We are pleased to present our Q2 2021 review of the EMEA data centre market.

2021 brought uncertainty as to what demand would look like after the accelerated buy-cycles of the initial COVID reaction. Supply growth continues to be strong across EMEA. From the Q1 and Q2 trends, the market appears to be settling on both continued core expansion and moderate edge market expansion, with hyperscalers driving continued cloud demand across both.

Of the leading markets, development has been most notable in Dublin (146 MW added in Q2), London (122 MW added), and Copenhagen (72 MW added). Frankfurt also added 32 MW.

In Dublin, Amazon and CyrusOne completed expansion work, and EdgeConneX received approval for a large Dublin expansion and beginning its construction. Copenhagen registered a supply increase estimated of circa 72 MW in Q2, about a 15 percent increase in total supply. This is driven by hyperscale activity in the market to supplement existing capacity.

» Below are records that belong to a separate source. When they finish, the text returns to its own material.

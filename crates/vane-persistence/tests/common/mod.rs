//! Shared helpers for storage integration tests
//!
//! Each test gets its own in-memory SQLite database with the bundled schema
//! applied and the default namespace seeded.

#![allow(dead_code)]

use std::time::Duration;

use sea_orm::{ConnectOptions, ConnectionTrait, Database, DatabaseConnection};
use vane_persistence::{
    BackendCapabilities, CreateFlagRequest, CreateNamespaceRequest, CreateSegmentRequest,
    Namespace, NamespaceStore, SqlStore, schema,
};

/// Connect to a fresh in-memory database.
///
/// The pool is pinned to one connection: every SQLite in-memory connection is
/// its own database.
pub async fn connect() -> DatabaseConnection {
    let mut opt = ConnectOptions::new("sqlite::memory:");
    opt.max_connections(1)
        .min_connections(1)
        .sqlx_logging(false);

    let db = Database::connect(opt)
        .await
        .expect("in-memory sqlite connection failed");
    schema::bootstrap(&db).await.expect("schema bootstrap failed");
    db
}

pub async fn store() -> SqlStore {
    SqlStore::new(connect().await)
}

/// Store that deletes namespace content explicitly instead of relying on cascades
pub async fn store_without_cascade() -> SqlStore {
    let db = connect().await;
    let capabilities =
        BackendCapabilities::for_backend(db.get_database_backend()).with_cascade_deletes(false);
    SqlStore::with_capabilities(db, capabilities)
}

pub fn unique_key(prefix: &str) -> String {
    format!("{}-{}", prefix, uuid::Uuid::new_v4().simple())
}

/// Keep creation timestamps strictly increasing between inserts
pub async fn tick() {
    tokio::time::sleep(Duration::from_millis(2)).await;
}

pub async fn create_namespace(store: &SqlStore, key: &str) -> Namespace {
    store
        .create_namespace(&CreateNamespaceRequest {
            key: key.to_string(),
            name: "foo".to_string(),
            description: "bar".to_string(),
        })
        .await
        .expect("create namespace failed")
}

pub fn flag_request(namespace_key: &str, key: &str) -> CreateFlagRequest {
    CreateFlagRequest {
        namespace_key: namespace_key.to_string(),
        key: key.to_string(),
        name: "foo".to_string(),
        description: "bar".to_string(),
        enabled: true,
    }
}

pub fn segment_request(namespace_key: &str, key: &str) -> CreateSegmentRequest {
    CreateSegmentRequest {
        namespace_key: namespace_key.to_string(),
        key: key.to_string(),
        name: "foo".to_string(),
        description: "bar".to_string(),
        ..Default::default()
    }
}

London added just over 120 MW of new supply in Q2, tripling the market’s Q1 supply increase. Ark Data Centres, Equinix, and Iron Mountain all began new construction. New facilities were announced by Pure, Echelon and Global Technical Realty. London’s Q2 take-up was 25 MW, demonstrating the strength of a colo-dominated market and the agility of development.

Added to the EMEA market profiles is Nigeria, a market that continues to undergo expansion. With new fibre links, and a large, increasingly connected population, the country’s economy is becoming more reliant on communications infrastructure. Africa Data Centres is entering the Lagos market with its first data centre, MainOne is building its second data centre, and Cloud Exchange West Africa is building its first data centre in Nigeria in partnership with Huawei.

The trend toward expansion across EMEA outside of FLAPD is also expected to continue. On the hyperscale horizon, 2021 will see facilities in seven markets come online (Spain, Sweden, Denmark, Belgium, and Finland are adding capacity in addition to the core markets of Amsterdam and Dublin). This is a record for a single year. Istanbul and Warsaw are other “edge” markets to keep an eye on in the immediate future.


The Q2 2021 Knight Frank Data Centre Report continues our coverage of the APAC region. Market analysis includes both established data centre hubs such as Singapore, Hong Kong, Mumbai, Sydney, Seoul and Tokyo and fast growth markets including Hanoi, Bangkok, Shanghai and Kuala Lumpur to provide the best view of the region.


In the second quarter, take-up across the region was again around 88 MW, on par with the quarterly average recorded in 2020 and the 75 MW in Q1. Supply increases remain healthy, with capacity rising by nearly 700 MW in Q2. Aggregate supply across the region is now approximately 7 gigawatts.

Tokyo recorded the largest supply increase with nearly 250 MW added in Q2. Aggregate supply at the end of 2020 stood at over one and a half gigawatts. The market has historically grown by 90 MW per year on average.

Shanghai added just over 200 MW, a 15 percent increase in total market supply. Shanghai’s estimated aggregate supply now stands at about one and a half gigawatts. Q2 growth alone is about 75 percent of the supply growth in 2020 alone. There is also increasing interest from hyperscalers in this market.

Seoul added 90 MW of supply, an uplift of 23 percent. Aggregate supply for Seoul has jumped to 400 MW.

Hong Kong increased supply by 51 MW (7 percent) compared with 80MW added in all of 2020. Singapore rose by 37 MW (5 percent), comparable to the 40 MW increase in Q1.

Mumbai growth is still strong with 24 MW added in Q2.

One factor that may slow data centre expansions though is the steps countries are taking to address the global climate emergency. Singapore is a good example of this, with the country imposing a moratorium through 2021 on new data centres as it reassesses sustainable power solutions to balance projected growth. Across the region, similar challenges will undoubtedly be countered with additional regulation. This means that the remainder of 2021 could see examples of markets of low supply rises and development completion targets extended.